> _WHAT YOU NEED TO DO_
Return exactly the lines below, starting with the one that has "self.dict.append(code, next);" and going on through the one that has "self.out.byte_len()".

> _EXCERPTED DATA_
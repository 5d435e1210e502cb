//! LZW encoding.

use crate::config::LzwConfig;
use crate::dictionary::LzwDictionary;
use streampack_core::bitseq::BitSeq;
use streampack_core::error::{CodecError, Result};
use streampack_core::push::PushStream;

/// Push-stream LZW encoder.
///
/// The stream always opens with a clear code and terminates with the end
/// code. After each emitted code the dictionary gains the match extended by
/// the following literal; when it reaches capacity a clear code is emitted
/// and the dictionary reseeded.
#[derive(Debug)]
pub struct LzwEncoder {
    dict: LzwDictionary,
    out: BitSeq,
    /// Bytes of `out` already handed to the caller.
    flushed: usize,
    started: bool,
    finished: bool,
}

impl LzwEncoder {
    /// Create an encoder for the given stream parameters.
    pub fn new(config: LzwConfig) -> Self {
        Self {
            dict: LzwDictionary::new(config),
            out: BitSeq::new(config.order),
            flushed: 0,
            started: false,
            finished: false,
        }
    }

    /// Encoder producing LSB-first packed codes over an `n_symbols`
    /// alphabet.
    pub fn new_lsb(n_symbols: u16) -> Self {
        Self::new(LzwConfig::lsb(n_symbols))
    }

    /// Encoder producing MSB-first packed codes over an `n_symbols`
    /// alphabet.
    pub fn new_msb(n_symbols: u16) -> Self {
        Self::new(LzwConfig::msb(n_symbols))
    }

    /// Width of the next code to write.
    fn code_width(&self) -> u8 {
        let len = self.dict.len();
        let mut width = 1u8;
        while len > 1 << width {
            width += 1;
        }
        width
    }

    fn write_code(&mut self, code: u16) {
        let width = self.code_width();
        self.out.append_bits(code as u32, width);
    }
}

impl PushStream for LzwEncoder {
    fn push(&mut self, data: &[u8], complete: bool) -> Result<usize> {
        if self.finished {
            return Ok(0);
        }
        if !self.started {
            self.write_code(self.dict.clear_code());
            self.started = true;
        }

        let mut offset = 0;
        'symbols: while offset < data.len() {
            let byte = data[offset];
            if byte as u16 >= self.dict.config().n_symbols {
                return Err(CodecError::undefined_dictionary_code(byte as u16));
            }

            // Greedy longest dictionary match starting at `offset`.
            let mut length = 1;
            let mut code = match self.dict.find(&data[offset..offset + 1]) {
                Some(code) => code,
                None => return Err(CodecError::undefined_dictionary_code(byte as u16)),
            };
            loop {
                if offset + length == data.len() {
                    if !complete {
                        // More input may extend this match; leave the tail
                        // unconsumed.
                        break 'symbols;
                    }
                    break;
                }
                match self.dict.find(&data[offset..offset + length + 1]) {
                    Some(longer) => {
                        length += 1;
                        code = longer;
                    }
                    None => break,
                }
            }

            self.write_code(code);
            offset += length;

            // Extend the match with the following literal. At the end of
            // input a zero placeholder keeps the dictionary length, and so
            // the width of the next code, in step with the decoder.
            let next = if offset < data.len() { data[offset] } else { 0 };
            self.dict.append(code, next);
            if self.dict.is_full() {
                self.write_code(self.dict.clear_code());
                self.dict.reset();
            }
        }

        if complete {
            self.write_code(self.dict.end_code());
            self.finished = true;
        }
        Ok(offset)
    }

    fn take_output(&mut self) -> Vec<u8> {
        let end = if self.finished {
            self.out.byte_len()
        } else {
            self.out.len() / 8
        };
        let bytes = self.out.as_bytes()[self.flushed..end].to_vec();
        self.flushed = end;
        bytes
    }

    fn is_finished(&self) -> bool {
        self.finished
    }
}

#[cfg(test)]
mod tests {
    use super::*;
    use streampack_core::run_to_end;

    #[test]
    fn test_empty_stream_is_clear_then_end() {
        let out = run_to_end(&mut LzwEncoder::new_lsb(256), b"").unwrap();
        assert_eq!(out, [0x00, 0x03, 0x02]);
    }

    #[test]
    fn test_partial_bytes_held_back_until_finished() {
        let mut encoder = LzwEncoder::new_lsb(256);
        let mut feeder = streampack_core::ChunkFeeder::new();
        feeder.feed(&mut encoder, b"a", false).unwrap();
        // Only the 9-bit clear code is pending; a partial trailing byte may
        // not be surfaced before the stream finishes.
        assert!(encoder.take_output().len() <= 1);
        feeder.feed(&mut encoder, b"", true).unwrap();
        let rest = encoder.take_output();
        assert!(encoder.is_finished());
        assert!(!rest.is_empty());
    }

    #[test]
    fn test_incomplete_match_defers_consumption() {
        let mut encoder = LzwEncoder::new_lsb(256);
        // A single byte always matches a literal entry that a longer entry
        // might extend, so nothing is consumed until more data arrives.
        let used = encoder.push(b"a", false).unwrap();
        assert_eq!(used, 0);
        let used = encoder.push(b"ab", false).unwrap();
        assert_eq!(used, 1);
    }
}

* * *

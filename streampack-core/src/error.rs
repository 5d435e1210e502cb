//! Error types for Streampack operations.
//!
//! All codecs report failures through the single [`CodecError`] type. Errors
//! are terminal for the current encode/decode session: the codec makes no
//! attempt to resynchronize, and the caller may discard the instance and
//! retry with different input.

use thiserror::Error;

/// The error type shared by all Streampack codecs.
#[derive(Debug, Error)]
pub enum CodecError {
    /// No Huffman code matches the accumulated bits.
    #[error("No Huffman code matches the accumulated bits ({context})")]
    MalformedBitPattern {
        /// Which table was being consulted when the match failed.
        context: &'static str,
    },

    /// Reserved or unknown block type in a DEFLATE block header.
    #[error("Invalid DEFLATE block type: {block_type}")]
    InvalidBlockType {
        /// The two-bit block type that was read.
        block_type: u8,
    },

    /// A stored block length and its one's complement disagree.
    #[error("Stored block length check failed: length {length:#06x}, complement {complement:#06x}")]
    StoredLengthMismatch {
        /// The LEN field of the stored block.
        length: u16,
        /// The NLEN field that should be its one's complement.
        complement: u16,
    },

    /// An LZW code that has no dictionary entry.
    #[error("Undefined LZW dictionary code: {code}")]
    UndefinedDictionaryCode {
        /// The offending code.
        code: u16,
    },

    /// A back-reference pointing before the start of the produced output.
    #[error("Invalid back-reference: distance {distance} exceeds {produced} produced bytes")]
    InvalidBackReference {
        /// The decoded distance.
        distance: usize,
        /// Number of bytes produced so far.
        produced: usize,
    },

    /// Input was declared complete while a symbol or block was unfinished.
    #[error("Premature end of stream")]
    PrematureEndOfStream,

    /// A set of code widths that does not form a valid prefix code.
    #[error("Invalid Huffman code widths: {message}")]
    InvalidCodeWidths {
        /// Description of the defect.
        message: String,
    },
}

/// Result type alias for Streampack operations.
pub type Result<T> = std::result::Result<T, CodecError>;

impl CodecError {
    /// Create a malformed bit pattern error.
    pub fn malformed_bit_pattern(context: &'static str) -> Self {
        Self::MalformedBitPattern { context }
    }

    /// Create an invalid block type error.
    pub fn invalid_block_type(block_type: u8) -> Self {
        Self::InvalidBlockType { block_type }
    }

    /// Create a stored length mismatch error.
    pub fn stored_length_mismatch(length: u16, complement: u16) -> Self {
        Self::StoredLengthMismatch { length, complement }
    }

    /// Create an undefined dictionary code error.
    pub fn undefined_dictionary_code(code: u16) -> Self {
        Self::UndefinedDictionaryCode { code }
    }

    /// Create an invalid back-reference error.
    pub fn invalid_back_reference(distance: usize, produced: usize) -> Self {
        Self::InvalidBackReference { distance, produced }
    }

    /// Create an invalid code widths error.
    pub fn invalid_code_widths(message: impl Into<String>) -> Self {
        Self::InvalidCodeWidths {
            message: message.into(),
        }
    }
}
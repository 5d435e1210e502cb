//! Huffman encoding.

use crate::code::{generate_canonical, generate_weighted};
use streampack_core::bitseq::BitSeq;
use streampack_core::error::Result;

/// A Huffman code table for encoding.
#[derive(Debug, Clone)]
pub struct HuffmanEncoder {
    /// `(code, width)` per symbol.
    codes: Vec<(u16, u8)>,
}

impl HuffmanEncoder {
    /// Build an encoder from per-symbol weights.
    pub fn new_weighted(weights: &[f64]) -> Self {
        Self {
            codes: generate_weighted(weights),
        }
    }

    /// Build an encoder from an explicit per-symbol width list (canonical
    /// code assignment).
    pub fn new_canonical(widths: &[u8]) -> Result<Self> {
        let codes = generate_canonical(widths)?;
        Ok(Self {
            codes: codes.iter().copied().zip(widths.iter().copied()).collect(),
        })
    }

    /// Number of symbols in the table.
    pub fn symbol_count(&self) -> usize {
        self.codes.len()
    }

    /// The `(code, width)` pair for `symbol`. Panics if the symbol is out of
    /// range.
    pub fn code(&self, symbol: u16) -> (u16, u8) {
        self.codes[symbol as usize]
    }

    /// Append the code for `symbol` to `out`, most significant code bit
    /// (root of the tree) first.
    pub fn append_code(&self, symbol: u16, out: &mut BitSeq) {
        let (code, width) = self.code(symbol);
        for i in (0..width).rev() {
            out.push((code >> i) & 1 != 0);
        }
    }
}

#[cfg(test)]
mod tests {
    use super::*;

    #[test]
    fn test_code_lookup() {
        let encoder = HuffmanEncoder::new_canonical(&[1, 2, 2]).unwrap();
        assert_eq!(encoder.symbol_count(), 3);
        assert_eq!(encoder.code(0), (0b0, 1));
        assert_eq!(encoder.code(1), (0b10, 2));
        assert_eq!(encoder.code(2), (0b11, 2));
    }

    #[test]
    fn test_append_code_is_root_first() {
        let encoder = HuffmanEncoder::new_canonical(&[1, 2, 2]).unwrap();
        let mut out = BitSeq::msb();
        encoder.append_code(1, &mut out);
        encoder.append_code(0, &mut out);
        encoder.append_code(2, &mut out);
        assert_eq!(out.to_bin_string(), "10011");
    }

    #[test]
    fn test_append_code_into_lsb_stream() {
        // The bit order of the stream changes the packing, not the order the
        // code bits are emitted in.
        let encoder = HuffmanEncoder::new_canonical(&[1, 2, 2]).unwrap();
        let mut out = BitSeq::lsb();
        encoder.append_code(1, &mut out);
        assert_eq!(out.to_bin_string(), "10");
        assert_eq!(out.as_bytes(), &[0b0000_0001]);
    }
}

---

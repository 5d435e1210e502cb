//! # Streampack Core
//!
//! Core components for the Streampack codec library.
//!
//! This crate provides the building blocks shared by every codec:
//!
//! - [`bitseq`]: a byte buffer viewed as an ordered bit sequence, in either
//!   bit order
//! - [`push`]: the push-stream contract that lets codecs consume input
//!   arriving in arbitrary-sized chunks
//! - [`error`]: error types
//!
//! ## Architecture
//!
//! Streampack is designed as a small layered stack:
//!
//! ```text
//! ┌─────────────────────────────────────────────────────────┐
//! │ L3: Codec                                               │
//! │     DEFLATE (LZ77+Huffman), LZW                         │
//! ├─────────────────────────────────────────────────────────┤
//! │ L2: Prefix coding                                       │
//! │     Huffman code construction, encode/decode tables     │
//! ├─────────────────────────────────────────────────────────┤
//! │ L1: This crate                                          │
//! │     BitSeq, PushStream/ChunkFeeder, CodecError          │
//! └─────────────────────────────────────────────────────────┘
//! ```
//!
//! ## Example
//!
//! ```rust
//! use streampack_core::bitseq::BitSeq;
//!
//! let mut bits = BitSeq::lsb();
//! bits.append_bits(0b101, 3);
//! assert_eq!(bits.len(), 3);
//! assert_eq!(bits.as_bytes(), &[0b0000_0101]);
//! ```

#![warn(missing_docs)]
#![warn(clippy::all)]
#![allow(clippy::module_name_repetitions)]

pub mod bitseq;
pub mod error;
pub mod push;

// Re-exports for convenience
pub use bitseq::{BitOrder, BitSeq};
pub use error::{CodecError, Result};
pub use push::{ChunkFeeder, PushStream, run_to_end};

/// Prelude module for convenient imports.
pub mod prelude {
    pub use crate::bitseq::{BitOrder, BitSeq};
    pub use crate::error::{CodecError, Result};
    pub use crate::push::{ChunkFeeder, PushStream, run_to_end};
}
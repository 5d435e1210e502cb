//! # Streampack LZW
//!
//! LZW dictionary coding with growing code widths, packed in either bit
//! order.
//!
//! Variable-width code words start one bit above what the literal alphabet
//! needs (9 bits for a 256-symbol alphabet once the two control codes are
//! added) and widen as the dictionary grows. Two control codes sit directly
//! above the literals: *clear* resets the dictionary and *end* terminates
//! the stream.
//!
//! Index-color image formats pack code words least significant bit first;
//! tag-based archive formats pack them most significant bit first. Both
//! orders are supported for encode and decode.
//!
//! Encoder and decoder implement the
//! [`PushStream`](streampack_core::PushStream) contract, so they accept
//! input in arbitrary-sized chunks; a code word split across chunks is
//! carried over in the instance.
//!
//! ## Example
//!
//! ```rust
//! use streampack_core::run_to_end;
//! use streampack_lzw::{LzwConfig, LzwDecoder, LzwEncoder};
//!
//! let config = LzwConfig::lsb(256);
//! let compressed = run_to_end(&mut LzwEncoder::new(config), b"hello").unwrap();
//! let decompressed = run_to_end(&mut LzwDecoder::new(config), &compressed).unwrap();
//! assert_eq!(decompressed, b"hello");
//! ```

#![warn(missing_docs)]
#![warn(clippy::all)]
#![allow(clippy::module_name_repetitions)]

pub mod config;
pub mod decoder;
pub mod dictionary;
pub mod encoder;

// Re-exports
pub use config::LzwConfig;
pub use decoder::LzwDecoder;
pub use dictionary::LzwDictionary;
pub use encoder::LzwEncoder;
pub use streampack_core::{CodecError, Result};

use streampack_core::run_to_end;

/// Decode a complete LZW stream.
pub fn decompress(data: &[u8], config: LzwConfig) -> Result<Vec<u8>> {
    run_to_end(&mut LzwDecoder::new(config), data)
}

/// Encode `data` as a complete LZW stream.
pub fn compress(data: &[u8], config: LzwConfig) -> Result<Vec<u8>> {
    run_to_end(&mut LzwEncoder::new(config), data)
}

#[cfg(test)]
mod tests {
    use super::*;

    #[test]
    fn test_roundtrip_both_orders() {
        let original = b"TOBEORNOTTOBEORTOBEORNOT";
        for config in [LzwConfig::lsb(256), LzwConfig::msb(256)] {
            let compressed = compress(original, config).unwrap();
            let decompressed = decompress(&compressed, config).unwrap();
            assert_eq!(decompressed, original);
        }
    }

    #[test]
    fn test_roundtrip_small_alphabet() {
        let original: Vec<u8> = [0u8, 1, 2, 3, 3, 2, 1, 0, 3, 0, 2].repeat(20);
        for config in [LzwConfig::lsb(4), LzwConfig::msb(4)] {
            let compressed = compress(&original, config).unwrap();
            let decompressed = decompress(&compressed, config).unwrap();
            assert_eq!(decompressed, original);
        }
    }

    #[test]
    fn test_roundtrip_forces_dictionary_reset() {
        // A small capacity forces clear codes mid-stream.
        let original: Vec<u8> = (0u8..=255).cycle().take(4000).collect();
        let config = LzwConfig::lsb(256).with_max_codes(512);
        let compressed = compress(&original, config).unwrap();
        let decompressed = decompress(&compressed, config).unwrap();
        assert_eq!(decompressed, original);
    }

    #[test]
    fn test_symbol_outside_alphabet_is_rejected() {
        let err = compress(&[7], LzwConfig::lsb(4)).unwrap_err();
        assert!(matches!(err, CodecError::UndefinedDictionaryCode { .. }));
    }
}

> _REPLY TO THE EXERCISE_
            self.dict.append(code, next);
            if self.dict.is_full() {
                self.write_code(self.dict.clear_code());
                self.dict.reset();
            }
        }

        if complete {
            self.write_code(self.dict.end_code());
            self.finished = true;
        }
        Ok(offset)
    }

    fn take_output(&mut self) -> Vec<u8> {
        let end = if self.finished {
            self.out.byte_len()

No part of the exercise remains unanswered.